Can Civilians Wear Morale Patches
Wearing morale patches can be a nice way to embellish your outfit. After all, they send a meaningful message and are hard to miss. Traditionally, they are usually adorned by veterans or personnel active in the military and are usually associated to specific military units, squads and events. Moreover, military morale patches have a history, they are used to foster ‘esprit de corps’ – a shared sense of pride and loyalty among a military squad or brigade.
Since you’re here, you’re probably wondering whether you qualify to wear one as a civilian. The answer to that is not in black and white.
Well, logically speaking, military morale patches aren’t meant for people who have never served.
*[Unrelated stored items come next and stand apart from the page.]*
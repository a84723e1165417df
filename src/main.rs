use clap::{Parser, ValueEnum};
use serde::Serialize;
use std::path::PathBuf;
use tokio::io::{AsyncBufReadExt, AsyncWriteExt, BufReader};
use tokio::net::TcpStream;
use tracing_subscriber::EnvFilter;

use dispatchd::config::FileSource;
use dispatchd::notify::LogNotifier;
use dispatchd::store::MemoryStore;
use dispatchd::Daemon;

#[derive(Parser, Debug)]
#[command(name = "dispatchd")]
#[command(version)]
#[command(about = "A job scheduling daemon for agent pipelines")]
#[command(propagate_version = true)]
struct Args {
    #[command(subcommand)]
    command: Commands,
}

#[derive(clap::Subcommand, Debug)]
enum Commands {
    /// Start the scheduler daemon
    Daemon(DaemonArgs),

    /// Send one command to a running scheduler
    Cmd {
        #[command(flatten)]
        client: ClientArgs,

        #[command(subcommand)]
        command: CmdCommands,
    },
}

// =============================================================================
// Daemon Arguments
// =============================================================================

#[derive(Parser, Debug)]
struct DaemonArgs {
    /// Path to the scheduler configuration file
    #[arg(long, short = 'c', default_value = "/etc/dispatchd/dispatchd.toml")]
    config: PathBuf,

    /// Port for the client interface (overrides the configuration)
    #[arg(long)]
    port: Option<u16>,

    /// Mark the process as daemonized (affects status reporting only;
    /// detaching is left to the init system)
    #[arg(long)]
    daemon: bool,
}

// =============================================================================
// Client Arguments (shared by all remote commands)
// =============================================================================

#[derive(Parser, Debug)]
struct ClientArgs {
    /// Scheduler interface address
    #[arg(long, short = 'a', default_value = "127.0.0.1:5555")]
    addr: String,

    /// Output format
    #[arg(long, short = 'o', default_value = "table")]
    output: OutputFormat,
}

#[derive(Debug, Clone, ValueEnum)]
enum OutputFormat {
    Table,
    Json,
}

// =============================================================================
// Remote Commands
// =============================================================================

#[derive(clap::Subcommand, Debug)]
enum CmdCommands {
    /// Scheduler summary, or one job's status
    Status {
        /// Job id to query
        job: Option<i64>,
    },
    /// Stop admitting new jobs
    Pause,
    /// Resume admitting jobs
    Start,
    /// Graceful shutdown: running work drains first
    Stop,
    /// Forced shutdown: running workers are killed
    Quit,
    /// Reload the scheduler configuration
    Reload,
    /// List configured agent types
    Agents,
    /// List configured hosts
    Hosts,
    /// Show per-host load
    Load,
    /// Change the scheduler's verbosity level
    Verbose {
        level: i64,
    },
    /// Fail a job, killing its worker if one is running
    Kill {
        job: i64,
        reason: String,
    },
}

impl CmdCommands {
    /// Render as one protocol line.
    fn to_wire(&self) -> String {
        match self {
            CmdCommands::Status { job: None } => "status".to_string(),
            CmdCommands::Status { job: Some(id) } => format!("status {}", id),
            CmdCommands::Pause => "pause".to_string(),
            CmdCommands::Start => "start".to_string(),
            CmdCommands::Stop => "stop".to_string(),
            CmdCommands::Quit => "quit".to_string(),
            CmdCommands::Reload => "reload".to_string(),
            CmdCommands::Agents => "agents".to_string(),
            CmdCommands::Hosts => "hosts".to_string(),
            CmdCommands::Load => "load".to_string(),
            CmdCommands::Verbose { level } => format!("verbose {}", level),
            CmdCommands::Kill { job, reason } => {
                // the wire grammar has no escape sequences; a quote in
                // the reason would end the string early
                format!("kill {} \"{}\"", job, reason.replace('"', "'"))
            }
        }
    }
}

// =============================================================================
// JSON Output Types
// =============================================================================

#[derive(Serialize)]
struct CommandOutput {
    command: String,
    ok: bool,
    lines: Vec<String>,
}

// =============================================================================
// Daemon Entry
// =============================================================================

async fn run_daemon(args: DaemonArgs) -> Result<(), Box<dyn std::error::Error>> {
    tracing_subscriber::fmt()
        .with_env_filter(
            EnvFilter::try_from_default_env().unwrap_or_else(|_| EnvFilter::new("info")),
        )
        .init();

    tracing::info!(config = %args.config.display(), "starting dispatchd");

    let daemon = Daemon::new(
        Box::new(FileSource::new(&args.config)),
        Box::new(MemoryStore::new()),
        Box::new(LogNotifier),
        args.port,
        args.daemon,
    )
    .await?;
    daemon.run().await?;
    Ok(())
}

// =============================================================================
// Client Implementation
// =============================================================================

/// Send one command line and collect reply lines up to the `end` marker.
async fn send_command(addr: &str, line: &str) -> Result<Vec<String>, Box<dyn std::error::Error>> {
    let stream = TcpStream::connect(addr).await?;
    let (read, mut write) = stream.into_split();

    write.write_all(line.as_bytes()).await?;
    write.write_all(b"\n").await?;

    let mut lines = BufReader::new(read).lines();
    let mut reply = Vec::new();
    while let Some(line) = lines.next_line().await? {
        if line == "end" {
            return Ok(reply);
        }
        reply.push(line);
    }
    Err("connection closed before end of reply".into())
}

async fn run_client(
    client: ClientArgs,
    command: CmdCommands,
) -> Result<(), Box<dyn std::error::Error>> {
    let wire = command.to_wire();
    let reply = send_command(&client.addr, &wire).await?;
    let ok = !reply.iter().any(|l| l.starts_with("err:"));

    match client.output {
        OutputFormat::Json => {
            let output = CommandOutput {
                command: wire,
                ok,
                lines: reply,
            };
            println!("{}", serde_json::to_string_pretty(&output)?);
        }
        OutputFormat::Table => {
            for line in &reply {
                println!("{}", line);
            }
        }
    }

    if !ok {
        std::process::exit(1);
    }
    Ok(())
}

// =============================================================================
// Main Entry Point
// =============================================================================

#[tokio::main]
async fn main() -> Result<(), Box<dyn std::error::Error>> {
    let args = Args::parse();

    match args.command {
        Commands::Daemon(daemon_args) => run_daemon(daemon_args).await?,
        Commands::Cmd { client, command } => run_client(client, command).await?,
    }

    Ok(())
}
While they are definitely in circulation and many civilians actively enjoy trading them, it is mostly meant for personal collection. On the other hand, veteran families have these patches passed down generations as memorabilia.
When it comes to civilians with no affiliation to the military, adorning your outfit with a military unit patch can land you in hot waters but at the same time if you wear a military morale patch, people, even veterans and military servicemen may admire you for it. That said, this doesn’t mean you can go around sporting a military unit patch on a service uniform. That’s extremely offensive, and you might even get charged for stolen valor and fraud!
What is stolen valor, and why should you know about it?
There’s a fine line between showing admiration and breaking the law. When it comes to impersonating military personnel for some form of gain, individuals found guilty of the practice can be placed behind bars. This law was originally ordained in 2005 by President George W Bush, after which quite some people were arrested trying to piggyback off their fake veteran status.
Such criminals are arrested because they convince others to buy in to their scams. One way people fall into their trap is when they spot a unit or rank specific patch on their outfits. So every eager civilian should read up on how to wear military morale patches the right way and what you should not wear.
So as long as you are not wearing a unit, military or rank patch you are fine. As morale patches are not official and they are made traditionally but unofficially by military personnel, law enforcement officers and firemen wearing morale patches is absolutely fine.
Morale Patch Etiquettes
So, you are a fan of the United States Armed Forces, well, I am as well. Their service helps us sleep sound at night, and we are grateful for that; thus, you want to show your appreciation and gratitude in whatever way you can. That’s quite patriotic, but it doesn’t mean that it’s okay for you to wear an Explosive Ordnance Disposal (EOD) Specialist patch out in public.
Instead, it would be best if you went for something less associative like the USA flag patch or a morale patch that was passed on to you, exchanged, bought, or you got it custom made for yourself. As long as your patch doesn’t depict your association with a particular military squad or unit and depicts that you served in the military, you are all good.
In retrospect, a major chunk of the etiquette has to do with intention and how the onlooker perceives the morale patch. Many veterans have shared their opinion on the matter, and most of them claim they have no problem with a civilian wearing a morale patch. In fact, some of them even suggest that it fills them with pride, knowing that the general public admires their efforts!